Most of these traders are destined for failure because their strategy is untested. They rely on blind faith to guide them through the trading jungle to make their untold millions. Would you walk from one length of the Amazon jungle to the other blind-folded?
Of course not!
You’ll have to watch out for all the snakes, tarantulas, and other creepy things that go bump in the night… so why would you approach forex trading in the same fashion?
I mean all you’re really doing is placing the blind-fold on your capital!
Why do traders do this?
Because it’s easy.
That’s right… it’s easy.
They don’t need to learn a computer language to type their system into some piece of software that will take them the better part of 6 months to learn, and they don’t have to spend any money on buying historical data.

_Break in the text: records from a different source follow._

use std::borrow::Cow;
use std::io::Cursor;
use std::path::Path;
use std::str::FromStr;

use image::codecs::bmp::BmpEncoder;
use image::codecs::jpeg::JpegEncoder;
use image::{ExtendedColorType, ImageEncoder};
use pixel_art::{ChannelLayout, Compositor, RasterImage, Rgb};

use crate::error::CodecError;

pub const DEFAULT_JPEG_QUALITY: u8 = 95;

/// Output container
#[derive(Debug, Clone, Copy, PartialEq, Eq, Default)]
pub enum OutputFormat {
    #[default]
    Png,
    Jpeg,
    Bmp,
}

impl OutputFormat {
    /// Format for an output path; unknown or missing extensions mean PNG
    pub fn from_path(path: &Path) -> Self {
        path.extension()
            .and_then(|ext| ext.to_str())
            .and_then(|ext| ext.parse().ok())
            .unwrap_or_default()
    }

    pub fn extension(self) -> &'static str {
        match self {
            OutputFormat::Png => "png",
            OutputFormat::Jpeg => "jpg",
            OutputFormat::Bmp => "bmp",
        }
    }

    /// Whether the container can store an alpha channel
    pub fn supports_alpha(self) -> bool {
        !matches!(self, OutputFormat::Jpeg)
    }
}

impl FromStr for OutputFormat {
    type Err = CodecError;

    fn from_str(s: &str) -> Result<Self, Self::Err> {
        match s.to_ascii_lowercase().as_str() {
            "png" => Ok(OutputFormat::Png),
            "jpg" | "jpeg" => Ok(OutputFormat::Jpeg),
            "bmp" => Ok(OutputFormat::Bmp),
            other => Err(CodecError::UnsupportedFormat(other.to_string())),
        }
    }
}

/// Settings that only matter when writing files
#[derive(Debug, Clone, PartialEq, Eq)]
pub struct EncodeOptions {
    /// JPEG quality, 1-100
    pub jpeg_quality: u8,
    /// Re-compress PNG output with oxipng
    pub optimize_png: bool,
    /// Background used when a transparent image must be written as JPEG
    pub background: Rgb,
}

impl Default for EncodeOptions {
    fn default() -> Self {
        Self {
            jpeg_quality: DEFAULT_JPEG_QUALITY,
            optimize_png: true,
            background: Rgb::WHITE,
        }
    }
}

/// Encode an image into the given container.
///
/// RGBA images written as JPEG are flattened onto `options.background`
/// first; PNG and BMP keep the alpha channel.
pub fn encode(
    image: &RasterImage,
    format: OutputFormat,
    options: &EncodeOptions,
) -> Result<Vec<u8>, CodecError> {
    let bytes = match format {
        OutputFormat::Png => encode_png(image, options.optimize_png)?,
        OutputFormat::Jpeg => encode_jpeg(image, options)?,
        OutputFormat::Bmp => encode_bmp(image)?,
    };
    tracing::debug!(
        format = format.extension(),
        width = image.width(),
        height = image.height(),
        bytes = bytes.len(),
        "Encoded image"
    );
    Ok(bytes)
}

fn encode_png(image: &RasterImage, optimize: bool) -> Result<Vec<u8>, CodecError> {
    let color_type = match image.layout() {
        ChannelLayout::Rgb => png::ColorType::Rgb,
        ChannelLayout::Rgba => png::ColorType::Rgba,
    };

    // Fast settings when oxipng will re-compress anyway
    let compression = if optimize {
        png::Compression::Fast
    } else {
        png::Compression::Default
    };

    let mut buf = Cursor::new(Vec::new());
    {
        let mut encoder = png::Encoder::new(&mut buf, image.width(), image.height());
        encoder.set_color(color_type);
        encoder.set_depth(png::BitDepth::Eight);
        encoder.set_compression(compression);
        let mut writer = encoder.write_header().map_err(png_error)?;
        writer.write_image_data(image.samples()).map_err(png_error)?;
    }
    let png_bytes = buf.into_inner();

    if !optimize {
        return Ok(png_bytes);
    }

    // Re-compress with oxipng (zopfli + adaptive filter selection)
    let optimized = oxipng::optimize_from_memory(
        &png_bytes,
        &oxipng::Options {
            strip: oxipng::StripChunks::Safe,
            optimize_alpha: false,
            ..Default::default()
        },
    );
    match optimized {
        Ok(bytes) => Ok(bytes),
        Err(e) => {
            tracing::warn!(%e, "PNG optimisation failed, keeping unoptimised output");
            Ok(png_bytes)
        }
    }
}

fn encode_jpeg(image: &RasterImage, options: &EncodeOptions) -> Result<Vec<u8>, CodecError> {
    let image: Cow<'_, RasterImage> = if image.has_alpha() {
        tracing::debug!(background = %options.background, "Flattening transparency for JPEG");
        let flat = Compositor::new(Some(options.background))
            .flatten(image)
            .map_err(|e| CodecError::Encode {
                format: "jpeg",
                message: e.to_string(),
            })?;
        Cow::Owned(flat)
    } else {
        Cow::Borrowed(image)
    };

    let quality = options.jpeg_quality.clamp(1, 100);
    let mut buf = Cursor::new(Vec::new());
    JpegEncoder::new_with_quality(&mut buf, quality)
        .write_image(
            image.samples(),
            image.width(),
            image.height(),
            ExtendedColorType::Rgb8,
        )
        .map_err(|e| CodecError::Encode {
            format: "jpeg",
            message: e.to_string(),
        })?;
    Ok(buf.into_inner())
}

fn encode_bmp(image: &RasterImage) -> Result<Vec<u8>, CodecError> {
    let color_type = match image.layout() {
        ChannelLayout::Rgb => ExtendedColorType::Rgb8,
        ChannelLayout::Rgba => ExtendedColorType::Rgba8,
    };
    let mut buf = Cursor::new(Vec::new());
    BmpEncoder::new(&mut buf)
        .write_image(image.samples(), image.width(), image.height(), color_type)
        .map_err(|e| CodecError::Encode {
            format: "bmp",
            message: e.to_string(),
        })?;
    Ok(buf.into_inner())
}

fn png_error(e: png::EncodingError) -> CodecError {
    CodecError::Encode {
        format: "png",
        message: e.to_string(),
    }
}

#[cfg(test)]
mod tests {
    use super::*;
    use crate::codec::decode;

    fn rgba_square() -> RasterImage {
        let mut samples = Vec::new();
        for i in 0..16u8 {
            samples.extend_from_slice(&[i * 10, 0, 255 - i * 10, if i % 2 == 0 { 255 } else { 0 }]);
        }
        RasterImage::new(4, 4, ChannelLayout::Rgba, samples).unwrap()
    }

    #[test]
    fn test_format_from_path() {
        assert_eq!(OutputFormat::from_path(Path::new("a.JPG")), OutputFormat::Jpeg);
        assert_eq!(OutputFormat::from_path(Path::new("a.jpeg")), OutputFormat::Jpeg);
        assert_eq!(OutputFormat::from_path(Path::new("a.bmp")), OutputFormat::Bmp);
        assert_eq!(OutputFormat::from_path(Path::new("a.png")), OutputFormat::Png);
        assert_eq!(OutputFormat::from_path(Path::new("a.webp")), OutputFormat::Png);
        assert_eq!(OutputFormat::from_path(Path::new("noext")), OutputFormat::Png);
    }

    #[test]
    fn test_format_from_str_rejects_unknown() {
        assert!(matches!(
            "tiff".parse::<OutputFormat>(),
            Err(CodecError::UnsupportedFormat(_))
        ));
    }

    #[test]
    fn test_png_is_lossless() {
        let image = rgba_square();
        for optimize in [false, true] {
            let options = EncodeOptions {
                optimize_png: optimize,
                ..Default::default()
            };
            let bytes = encode(&image, OutputFormat::Png, &options).unwrap();
            assert_eq!(&bytes[..8], b"\x89PNG\r\n\x1a\n");
            assert_eq!(decode(&bytes).unwrap().image, image);
        }
    }

    #[test]
    fn test_jpeg_flattens_alpha() {
        let image = rgba_square();
        let bytes = encode(&image, OutputFormat::Jpeg, &EncodeOptions::default()).unwrap();
        assert_eq!(&bytes[..2], &[0xFF, 0xD8]);

        let decoded = decode(&bytes).unwrap().image;
        assert!(!decoded.has_alpha());
        assert_eq!((decoded.width(), decoded.height()), (4, 4));
    }

    #[test]
    fn test_bmp_keeps_rgb() {
        let image = RasterImage::filled_rgb(3, 3, Rgb::new(12, 34, 56)).unwrap();
        let bytes = encode(&image, OutputFormat::Bmp, &EncodeOptions::default()).unwrap();
        assert_eq!(&bytes[..2], b"BM");
        assert_eq!(decode(&bytes).unwrap().image, image);
    }
}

Therefore it’s easy and it’s cheap and it also conserves time.
So does success meet lazy people like this?
Not many!
However, I’ll admit that it does meet a fortunate few - only those lucky enough to start their forex trading during roaring markets where even a blind monkey can make money!
To repeat again: don’t wear the blind-fold. Your success may be great at the start, but given time and trades, you’ll be the one out of the game - having depleted all your capital.
So what do you do if you KNOW that your method is untested?
If you have the time, the money and the learning capacity I would strongly encourage you to use some back-testing software (such as Metatrader platforms), ask heaps of questions on the MetaTraders forum on how to code your ideas and within 3-6 months you’ll be safely coding your own forex system and testing it adequately.
If you do not have the time, the money nor the learning capacity I would strongly suggest that you manually write down your forex system into clearly defined steps that you MUST follow. Then, after opening a DEMO forex account trade your system according to the rules you’ve specifically set out. Trade your rules until you’ve reached about 30 trades before even beginning to TOUCH your rules - don’t change them after every single loss.
After forex traders obtain their results from their testing period they unfortunately look at only one figure and make a rash conclusion about the system based on that one performance figure, namely, the net profit.
This leads us into the next problem of why traders plans are failed prior to placing their first live trade.
2. They fall in love with the net profit result and no longer question it any further!
The net profit is only one statistic among thousands, however, to keep things simple we will look at the top 3 results that you need to make sure you fully understand.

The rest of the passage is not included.